A reader writes:
What's the etiquette of responding to a job candidate's thank you note? Is this the right thing for employers to do?
Every time I go for an interview, I always send out a thank you email, normally on the same day. Some companies/people I interview with were kind enough to respond to my thank you, but mostly just don't. From past experience though, it never really means anything as far as whether or not I get the job, since I got jobs from the non-responsive companies, and did not get jobs from those who responded. But when companies/people respond to my thank you notes, even if I didn't get the job at the end, it always gives me a positive impression about them.
What's your take on this?
You know what's weird? I went years without ever being asked this question, and now I've been asked it numerous times in the last two months. I can't figure out why. In any case...

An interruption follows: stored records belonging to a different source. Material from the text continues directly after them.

//! Test data model for the fake IMAP server.
//!
//! Provides a builder-style API for constructing mailbox state:
//!
//! ```ignore
//! let mailbox = MailboxBuilder::new()
//!     .folder("INBOX")
//!         .message(1, &["\\Seen"], b"hello")
//!         .message(2, &[], b"world")
//!     .folder("Trash")
//!     .build();
//! ```

/// A complete mailbox state: a collection of named folders, each
/// holding zero or more test messages.
#[derive(Debug, Clone, Default)]
pub struct Mailbox {
    pub folders: Vec<Folder>,
}

impl Mailbox {
    pub fn folder(&self, name: &str) -> Option<&Folder> {
        self.folders.iter().find(|f| f.name == name)
    }

    pub fn folder_mut(&mut self, name: &str) -> Option<&mut Folder> {
        self.folders.iter_mut().find(|f| f.name == name)
    }
}

/// A single IMAP folder (e.g. "INBOX", "Trash").
#[derive(Debug, Clone)]
pub struct Folder {
    pub name: String,
    pub messages: Vec<TestMessage>,
    pub uidvalidity: u32,
    pub next_uid: u32,
}

impl Folder {
    pub(crate) fn new(name: &str) -> Self {
        Self {
            name: name.to_string(),
            messages: Vec::new(),
            uidvalidity: 1,
            next_uid: 1,
        }
    }
}

/// A test message stored in a folder.
#[derive(Debug, Clone)]
pub struct TestMessage {
    pub uid: u32,
    pub flags: Vec<String>,
    pub body: Vec<u8>,
}

/// Builder for constructing a `Mailbox` step by step.
pub struct MailboxBuilder {
    folders: Vec<Folder>,
}

impl MailboxBuilder {
    #[must_use]
    pub fn new() -> Self {
        Self { folders: Vec::new() }
    }

    /// Add a new folder. Subsequent `.message()` calls add to this folder.
    #[must_use]
    pub fn folder(mut self, name: &str) -> Self {
        self.folders.push(Folder::new(name));
        self
    }

    /// Add a message to the most recently added folder.
    ///
    /// # Panics
    ///
    /// Panics if called before any `.folder()` call.
    #[must_use]
    pub fn message(mut self, uid: u32, flags: &[&str], body: &[u8]) -> Self {
        let folder = self.folders.last_mut().expect("call .folder() before .message()");
        folder.messages.push(TestMessage {
            uid,
            flags: flags.iter().map(std::string::ToString::to_string).collect(),
            body: body.to_vec(),
        });
        folder.next_uid = folder.next_uid.max(uid + 1);
        self
    }

    #[must_use]
    pub fn build(self) -> Mailbox {
        Mailbox { folders: self.folders }
    }
}

impl Default for MailboxBuilder {
    fn default() -> Self {
        Self::new()
    }
}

I do not think courtesy demands that employers send a thank-you in response to your thank-you. I think of it like gift etiquette, where if someone sends you a thank-you note for your gift, you're not expected to then send them a thank-you for their thank-you. If you were, it could become an endless cycle, and we would all just keep thanking each other over and over and have no time to watch Top Chef.
(And imagine if you had to do it with thank-you's that arrived by mail rather than email. It would get time-consuming.)
That said, it's certainly a kind and gracious gesture to reply to a candidate's thank-you note. When I have the time (which isn't always the case), I'll sometimes reply with something like, "It was great meeting you as well, and we'll be in touch soon." But again, I think this is optional, and I wouldn't read anything into it when employers don't do it.
Anyone want to argue that it's obligatory?